При этих словах мне вспомнился случай, свидетелем которого я стал весной, когда вместе с отцом навещал одного его прихожанина, человека по имени Качмарек, владельца большой фермы с множеством живности. Пока мой отец стоял во дворе и разговаривал с Качмареком, я околачивался возле выгона, на котором паслись лошади. И тут чалый жеребец подошел к вороной кобыле и забрался на нее. Его член, размером с мое предплечье, полностью погрузился в кобылу. Когда случка закончилась, жеребец слез с кобылы и продолжил пастись, — как ни в чем не бывало.
Я попытался изгнать этот образ из своего сознания.
— Он имел в виду, что они милуются, — ответил я. — Ну знаешь, целуются, обнимаются.
— Но ведь в том, чтобы целоваться, нет ничего плохого?
— Конечно, нет.
— Ты когда-нибудь целовал девочку?
— Ну да. То есть, нет. Это она меня целовала.
— Кто?
— Лорри Дидрих.
— И как оно?
— Быстро так. Я ничего особо не почувствовал.
— Ты поцеловал ее в ответ?
— Это было на ярмарке в прошлом году, — объяснил я. — Она ела лакричное мороженое, и у нее остались черные усы. Она была похожа на Граучо Маркса.
Внизу мать играла на фортепиано, раз за разом повторяя аккомпанемент к хоралу Ариэли. Она всегда нервничала перед выступлениями, которыми сама же руководила, игра на фортепиано помогала ей успокоиться.
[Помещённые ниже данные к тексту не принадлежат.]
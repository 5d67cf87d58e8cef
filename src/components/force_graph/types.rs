/// The four kinds of catalog entry shown in the navigator.
#[derive(Clone, Copy, Debug, PartialEq, Eq, Hash)]
pub enum NodeCategory {
	/// Architecture pattern.
	Architecture,
	/// Taxonomy component.
	Component,
	/// Threat entry.
	Threat,
	/// Mitigation entry.
	Mitigation,
}

impl NodeCategory {
	/// Every category, in hierarchy order.
	pub const ALL: [NodeCategory; 4] = [
		Self::Architecture,
		Self::Component,
		Self::Threat,
		Self::Mitigation,
	];

	/// Display name.
	pub fn label(self) -> &'static str {
		match self {
			Self::Architecture => "Architectures",
			Self::Component => "Components",
			Self::Threat => "Threats",
			Self::Mitigation => "Mitigations",
		}
	}

	/// Default fill color.
	pub fn color(self) -> &'static str {
		match self {
			Self::Architecture => "#6e56cf",
			Self::Component => "#0090ff",
			Self::Threat => "#e5484d",
			Self::Mitigation => "#30a46c",
		}
	}

	/// Node radius in graph units.
	pub fn size(self) -> f64 {
		match self {
			Self::Architecture => 20.0,
			Self::Component => 14.0,
			Self::Threat => 11.0,
			Self::Mitigation => 9.0,
		}
	}

	/// Many-body charge; higher-level categories push harder.
	pub fn charge(self) -> f64 {
		match self {
			Self::Architecture => -1500.0,
			Self::Component => -800.0,
			Self::Threat => -600.0,
			Self::Mitigation => -400.0,
		}
	}
}

/// The relationship an edge encodes.
#[derive(Clone, Copy, Debug, PartialEq, Eq, Hash)]
pub enum LinkKind {
	/// Architecture uses component.
	ArchitectureComponent,
	/// Component is exposed to threat.
	ComponentThreat,
	/// Threat is addressed by mitigation.
	ThreatMitigation,
}

impl LinkKind {
	/// Target spring length before the mobile factor is applied.
	pub fn distance(self) -> f64 {
		match self {
			Self::ArchitectureComponent => 120.0,
			Self::ComponentThreat => 80.0,
			Self::ThreatMitigation => 60.0,
		}
	}

	/// RGB triple used for strokes.
	pub fn rgb(self) -> (u8, u8, u8) {
		match self {
			Self::ArchitectureComponent => (142, 125, 230),
			Self::ComponentThreat => (240, 120, 120),
			Self::ThreatMitigation => (90, 200, 140),
		}
	}
}

/// A node of the derived graph. The id is reused from the source record.
#[allow(missing_docs)]
#[derive(Clone, Debug, PartialEq)]
pub struct GraphNode {
	pub id: String,
	pub label: String,
	/// Searched by the filter alongside the label and tags.
	pub description: String,
	pub category: NodeCategory,
	/// Radius in graph units.
	pub size: f64,
	pub color: &'static str,
	pub risk_score: Option<f64>,
	pub tags: Vec<String>,
}

/// A directed edge between two node ids.
#[allow(missing_docs)]
#[derive(Clone, Debug, PartialEq)]
pub struct GraphLink {
	pub source: String,
	pub target: String,
	pub kind: LinkKind,
	/// Layout-only spring weight.
	pub weight: f64,
}

/// Nodes and links ready for filtering and layout.
#[allow(missing_docs)]
#[derive(Clone, Debug, Default, PartialEq)]
pub struct GraphData {
	pub nodes: Vec<GraphNode>,
	pub links: Vec<GraphLink>,
}

impl GraphData {
	/// Node by id.
	pub fn node(&self, id: &str) -> Option<&GraphNode> {
		self.nodes.iter().find(|n| n.id == id)
	}

	/// Distinct ids linked to `id` in either direction, in link order.
	pub fn neighbors(&self, id: &str) -> Vec<&str> {
		let mut out: Vec<&str> = Vec::new();
		for link in &self.links {
			let other = if link.source == id {
				link.target.as_str()
			} else if link.target == id {
				link.source.as_str()
			} else {
				continue;
			};
			if other != id && !out.contains(&other) {
				out.push(other);
			}
		}
		out
	}

	/// Whether there is nothing to draw.
	pub fn is_empty(&self) -> bool {
		self.nodes.is_empty()
	}

	/// Number of nodes in `category`.
	pub fn count(&self, category: NodeCategory) -> usize {
		self.nodes.iter().filter(|n| n.category == category).count()
	}
}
— Та девица, что была с Моррисом Энгдалем, — сказал Джейк, — она симпатичная. Они целовались, как сумасшедшие. Она шалава?
Мать закончила играть, дом погрузился в тишину, и только снаружи доносилось многоголосое стрекотание кузнечиков — будто музыкальное сопровождение какого-то безумного брачного ритуала.
— Да, — ответил я, силясь не представлять себе груди этой девицы. — Она шалава.